Вот так да – квакуша позарилась на моего червяка и попалась на самодельный крючок! Но мне она, конечно, была не нужна ни в каком виде – ни в ухе, ни жаренная с луком: что мы, французы, что ли, какие? Я потянулся к ней и перевернул на спину, чтобы освободить от крючка, впившего ей в уголок большого рта.

И тут лягушка сделала совсем человеческий жест, потрясший меня тогда до глубины души: зажмурила свои выпученные глаза и передними лапками с растопыренными пальцами загородилась от меня, а задними стала скрести по моей руке, силясь высвободиться. Она очень испугалась и, наверное, думала, что я ее сейчас съем!

— Ну что ты, дуреха! – растроганно шмыгнул я носом. – Не трону я тебя! Ну-ка, братишка, отцепи крючок, пока я ее держу.
Я прихватил задние лапки квакуши второй рукой, брат тут же опустился на колени рядом и осторожно вывернул самодельный крючок из лягушачьего рта, благо, что он был без зазубрины. Я повернулся к реке, и только разжал руки, как лягушка тут же оттолкнулась задними лапками, шлепнулась в воду и исчезла под зелеными лакированными листьями кувшинок. Притихшая было речка взорвалась победным лягушачьим ором. Во всяком случае, мне так показалось.


— Что ли, пойдем домой? – вопросительно уставился на меня Марат. – Зачем нам лягушки…
— Ну уж нет, — заартачился я. – Раз пришли на рыбалку, так должны поймать хоть одну рыбку! Вон же они плавают…
Я снова насадил червя и закинул наживку поближе к неспешно дефилирующим в водорослях небольшим красноперкам. Но не успели разойтись круги от качающегося на воде поплавка, как опять из-под большого листа кувшинки метнулась знакомая тень, и поплавок резко утонул.

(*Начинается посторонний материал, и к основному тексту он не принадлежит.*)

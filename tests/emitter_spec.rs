use std::fs;

use b360_spec::catalog::build_feature_table;
use b360_spec::export::read_table;
use b360_spec::layout::build_layout_document;
use b360_spec::models::COLUMNS;
use b360_spec::{EmitError, Emitter, LAYOUT_FILE_NAME, TABLE_FILE_NAME};
use speculate2::speculate;
use tempfile::TempDir;

const HEADER: &str = "Screen_Section,Component,Description,Mobile_UX_Treatment,Visual_Design,Interaction_Pattern,Data_Source,Premium_Indicator";

fn run_quietly(emitter: &Emitter) -> Result<String, EmitError> {
    let mut out = Vec::new();
    emitter.run_to(&mut out)?;
    Ok(String::from_utf8(out).expect("summary is not UTF-8"))
}

speculate! {
    before {
        let dir = TempDir::new().expect("Failed to create temp dir");
        let emitter = Emitter::new(dir.path());
    }

    describe "run" {
        it "writes exactly two files into an empty directory" {
            run_quietly(&emitter).expect("Run failed");

            let mut names: Vec<String> = fs::read_dir(dir.path())
                .expect("Failed to list dir")
                .map(|entry| entry.expect("Bad entry").file_name().to_string_lossy().into_owned())
                .collect();
            names.sort();

            assert_eq!(names, vec![TABLE_FILE_NAME.to_string(), LAYOUT_FILE_NAME.to_string()]);
        }

        it "reports the written paths and row count" {
            let mut out = Vec::new();
            let report = emitter.run_to(&mut out).expect("Run failed");

            assert_eq!(report.table_path, emitter.csv_path());
            assert_eq!(report.layout_path, emitter.text_path());
            assert_eq!(report.rows, 17);
        }

        it "starts the table with the header line" {
            run_quietly(&emitter).expect("Run failed");

            let csv = fs::read_to_string(emitter.csv_path()).expect("Failed to read csv");
            assert_eq!(csv.lines().next(), Some(HEADER));
            assert_eq!(HEADER, COLUMNS.join(","));
        }

        it "writes the layout document byte for byte" {
            run_quietly(&emitter).expect("Run failed");

            let text = fs::read(emitter.text_path()).expect("Failed to read layout");
            assert_eq!(text.len(), build_layout_document().len());
            assert_eq!(text, build_layout_document().as_bytes());
        }

        it "is idempotent across runs" {
            run_quietly(&emitter).expect("First run failed");
            let first_csv = fs::read(emitter.csv_path()).expect("Failed to read csv");
            let first_text = fs::read(emitter.text_path()).expect("Failed to read layout");

            run_quietly(&emitter).expect("Second run failed");

            assert_eq!(fs::read(emitter.csv_path()).expect("Failed to read csv"), first_csv);
            assert_eq!(fs::read(emitter.text_path()).expect("Failed to read layout"), first_text);
        }

        it "replaces stale files" {
            fs::write(emitter.csv_path(), "stale").expect("Failed to seed csv");
            fs::write(emitter.text_path(), "stale").expect("Failed to seed layout");

            run_quietly(&emitter).expect("Run failed");

            let csv = fs::read_to_string(emitter.csv_path()).expect("Failed to read csv");
            assert!(csv.starts_with(HEADER));
            assert_eq!(
                fs::read_to_string(emitter.text_path()).expect("Failed to read layout"),
                build_layout_document()
            );
        }

        it "prints the table and the created files" {
            let summary = run_quietly(&emitter).expect("Run failed");

            assert!(summary.starts_with("Business 360 Mobile-First Specification Created\n"));
            assert!(summary.contains(&"=".repeat(100)));
            assert!(summary.contains("Feature Specification Table:"));
            assert!(summary.contains("Sidebar Menu Item"));
            assert!(summary.contains("Advanced Analytics Card"));
            assert!(summary.ends_with(
                "✓ Files created:\n  - business_360_feature_specification.csv\n  - business_360_mobile_layout_spec.txt\n"
            ));
        }
    }

    describe "the exported table" {
        before {
            run_quietly(&emitter).expect("Run failed");
        }

        it "has one header and seventeen data rows" {
            let mut reader = csv::Reader::from_path(emitter.csv_path()).expect("Failed to open csv");
            let header = reader.headers().expect("Missing header").clone();
            let records: Vec<csv::StringRecord> = reader
                .records()
                .collect::<Result<_, _>>()
                .expect("Bad record");

            assert_eq!(header.len(), 8);
            assert_eq!(records.len(), 17);
        }

        it "has eight non-empty fields on every row" {
            let mut reader = csv::Reader::from_path(emitter.csv_path()).expect("Failed to open csv");
            for record in reader.records() {
                let record = record.expect("Bad record");
                assert_eq!(record.len(), 8);
                assert!(record.iter().all(|field| !field.is_empty()));
            }
        }

        it "reads back to the in-memory table" {
            let rows = read_table(&emitter.csv_path()).expect("Failed to read table");
            assert_eq!(rows, build_feature_table());
        }

        it "quotes fields that contain the delimiter" {
            let csv = fs::read_to_string(emitter.csv_path()).expect("Failed to read csv");
            let sidebar = csv.lines().nth(1).expect("Missing first row");
            assert!(sidebar.starts_with(
                "Navigation (Sidebar),Sidebar Menu Item,\"\"\"Business 360\"\" tab in left sidebar navigation\","
            ));
        }
    }

    describe "an unwritable target" {
        it "fails without leaving any file behind" {
            let missing = dir.path().join("does-not-exist");
            let emitter = Emitter::new(&missing);

            let err = run_quietly(&emitter).expect_err("Run should fail");

            assert!(matches!(err, EmitError::FileWrite { .. }));
            assert!(!emitter.csv_path().exists());
            assert!(!emitter.text_path().exists());
            assert_eq!(fs::read_dir(dir.path()).expect("Failed to list dir").count(), 0);
        }

        it "prints no summary" {
            let emitter = Emitter::new(dir.path().join("does-not-exist"));
            let mut out = Vec::new();

            assert!(emitter.run_to(&mut out).is_err());
            assert!(out.is_empty());
        }
    }
}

И хоть я понял, кто там снова безобразничает, все равно чисто машинально рванул удочку на себя. Сочно чмокнув, из реки выворотилась болтающая в воздухе лапками с растопыренными пальцами лягушка. Показалось, что она была даже больше первой и с негодованием таращила на меня свои нагло выпученные глаза.

Братишка мой упал на прибрежную траву и стал с хохотом кататься по ней.
— Ой, не могу! — выкрикивал он, колотя руками по земле. – Ты где так научился лягух ловить, а?

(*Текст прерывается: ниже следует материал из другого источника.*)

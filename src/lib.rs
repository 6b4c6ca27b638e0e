//! Business 360 specification emitter.
//!
//! Materializes the Business 360 mobile-first screen specification into a
//! CSV feature table and a plain-text layout document.

pub mod catalog;
pub mod emitter;
pub mod error;
pub mod export;
pub mod layout;
pub mod models;
pub mod render;

pub use emitter::{EmitReport, Emitter, LAYOUT_FILE_NAME, TABLE_FILE_NAME};
pub use error::EmitError;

Этого я уже стерпеть не мог. Схватив отчаянно сопротивлявшуюся лягушку, я вывернул из ее пасти крючок, щелкнул ее по носу и со словами: «Пошла вон, дура пучеглазая!», выкинул ее в реку. Лягуха шлепнулась в воду и тут же проворно унырнула под листья кувшинки. Ну а мы, естественно, отправились домой. Ни с чем.

Но зато, когда мы вернулись с мамой через пару недель домой, на Иртыш, уж там-то я отвел свою изголодавшуюся по настоящей рыбалке душу. И никакие лягушки мне там не не мешали.